Despite profound disagreements about elevatorism and its fallout, I can’t ignore useful investigations of the Templeton Foundation and similar at Why Evolution is True, like today’s post on Templeton’s ridiculous stealth “Faraday Institute” and its hot new “Test of Faith” project.
The “Test of Faith” project has a Study Guide. The study guide has an introduction. The introduction explains things.
The challenge that has been put forward so many times recently is that God is a delusion and science has removed the need for faith in anything. But there are many practising scientists who have a sincere Christian faith, even at the highest levels of academia. They have all been trained to think and test ideas to the limit. If their faith and their science are both genuine searches for truth, we need to hear from them.
Yes if; but are they?
No, they’re not; not in the same sense. Claiming they are is equivocation; it depends on treating different meanings as if they were the same. Science’s search for truth is not the same kind of thing as “faith”‘s search for truth. The criteria are different. The willingness to admit failure and error is different. The expectation of evidence is different. The very definition of truth is different.
Why bother thinking about science and faith?Ask two or three friends, family members or colleagues if they can think of a situation where science and religion (or beliefs) affect each other. What issues or questions arise?For example, what about: In medicine? (Religious beliefs often affect ethical decisions.)

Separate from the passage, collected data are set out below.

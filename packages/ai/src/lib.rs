#![cfg_attr(feature = "fail-on-warnings", deny(warnings))]
#![warn(clippy::all, clippy::pedantic, clippy::nursery, clippy::cargo)]
#![allow(clippy::multiple_crate_versions, clippy::cargo_common_metadata)]

//! AI-generated market summaries as an injected capability.
//!
//! The [`Summarizer`] trait turns computed [`MarketStats`] into prose
//! via an OpenAI-compatible chat-completions service (Groq by default).
//! Callers treat the capability as optional: any [`AiError`] degrades
//! to the deterministic [`fallback_summary`] text, never to a
//! user-facing failure.

mod chat;

pub use chat::ChatCompletionSummarizer;

use estate_insights_analytics_models::MarketStats;
use thiserror::Error;

/// Default chat model requested from the upstream service.
pub const DEFAULT_MODEL: &str = "llama-3.3-70b-versatile";

/// Default OpenAI-compatible API root.
pub const DEFAULT_BASE_URL: &str = "https://api.groq.com/openai/v1";

/// Errors that can occur while generating an AI summary.
#[derive(Debug, Error)]
pub enum AiError {
    /// HTTP request to the upstream service failed.
    #[error("HTTP error: {0}")]
    Http(#[from] reqwest::Error),

    /// JSON serialization/deserialization failed.
    #[error("JSON error: {0}")]
    Json(#[from] serde_json::Error),

    /// The upstream service returned an error response.
    #[error("Provider error: {message}")]
    Provider {
        /// Description of what went wrong.
        message: String,
    },

    /// The capability is not configured (missing API key).
    #[error("Configuration error: {message}")]
    Config {
        /// Description.
        message: String,
    },
}

/// Capability that turns market statistics into a prose summary.
///
/// Injected into the HTTP layer so handlers are testable without
/// network access.
#[async_trait::async_trait]
pub trait Summarizer: Send + Sync {
    /// Generates a professional market analysis from the given stats.
    ///
    /// # Errors
    ///
    /// Returns [`AiError`] when the upstream call fails; callers
    /// recover with [`fallback_summary`].
    async fn market_summary(&self, stats: &MarketStats) -> Result<String, AiError>;
}

/// Deterministic local text substituted when the upstream call fails.
#[must_use]
pub fn fallback_summary(stats: &MarketStats) -> String {
    format!(
        "AI summary unavailable. Basic analysis: {} shows {} trends with {:+.1}% price change.",
        stats.area, stats.price_trend, stats.price_change
    )
}
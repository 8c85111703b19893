#![cfg_attr(feature = "fail-on-warnings", deny(warnings))]
#![warn(clippy::all, clippy::pedantic, clippy::nursery, clippy::cargo)]
#![allow(clippy::multiple_crate_versions, clippy::cargo_common_metadata)]

//! Actix-Web API server for locality real-estate analysis.
//!
//! Serves the REST API answering free-text queries about historical
//! transaction data: single-locality analysis, a locality catalog,
//! side-by-side comparison, CSV export, and on-demand AI market
//! summaries. Each request re-reads the backing file; the only shared
//! state is the immutable configuration and the injected summarizer.

pub mod config;
pub mod handlers;

mod export;

use std::sync::Arc;

use actix_web::{web, Scope};
use estate_insights_ai::Summarizer;

use crate::config::ServerConfig;

/// Shared application state.
pub struct AppState {
    /// Process configuration, built once at startup.
    pub config: ServerConfig,
    /// AI summary capability.
    pub summarizer: Arc<dyn Summarizer>,
}

/// Builds the `/api` scope with every route registered.
#[must_use]
pub fn api_scope() -> Scope {
    web::scope("/api")
        .route("/analyze", web::post().to(handlers::analyze))
        .route("/areas", web::get().to(handlers::areas))
        .route("/compare", web::post().to(handlers::compare))
        .route("/download", web::post().to(handlers::download))
        .route("/generate-summary", web::post().to(handlers::generate_summary))
        .route("/health", web::get().to(handlers::health))
}
#![cfg_attr(feature = "fail-on-warnings", deny(warnings))]
#![warn(clippy::all, clippy::pedantic, clippy::nursery, clippy::cargo)]
#![allow(clippy::multiple_crate_versions, clippy::cargo_common_metadata)]

//! Locality-aware aggregation over the transaction dataset.
//!
//! Resolves locality names out of free-text queries, computes summary
//! metrics per locality, shapes chart and table series, and packages
//! side-by-side comparisons. Everything here is pure computation over an
//! in-memory snapshot: no io, no network, deterministic for the same
//! input.

pub mod compare;
pub mod fmt;
pub mod metrics;
pub mod resolve;
pub mod series;

/// Scaling divisor for compact display of large currency totals
/// (1 crore = 10,000,000 rupees).
pub const CRORE: f64 = 10_000_000.0;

In education? (Children sometimes ask questions like ‘Who made human beings, God or evolution?
In politics? (E.g., the Archbishop of Canterbury is campaigning on climate change.)
Ah yes the archbish is campaigning on climate change…and the pope is campaigning on (i.e. against) condoms, secularism, reporting of priestly child rape to law enforcement, ordination of women, all abortions including pregnancies in which the fetus would die anyway and so would the mother. Funny that Templeton/Faraday/Test of Faith picks an example of right-on campaigning as opposed to the other kind.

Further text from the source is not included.